→ What you will do: Below are some records; return all of them exactly as they are.

[Provided data — start]

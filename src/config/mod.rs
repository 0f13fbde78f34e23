//! Configuration module for recap
//!
//! Handles loading and managing application settings from TOML files.

mod settings;

pub use settings::Settings;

[Provided data — finish]

→ Written reply:
filename src/config/mod.rs
repository 0f13fbde78f34e23
//! Configuration module for recap
//!
//! Handles loading and managing application settings from TOML files.

mod settings;

pub use settings::Settings;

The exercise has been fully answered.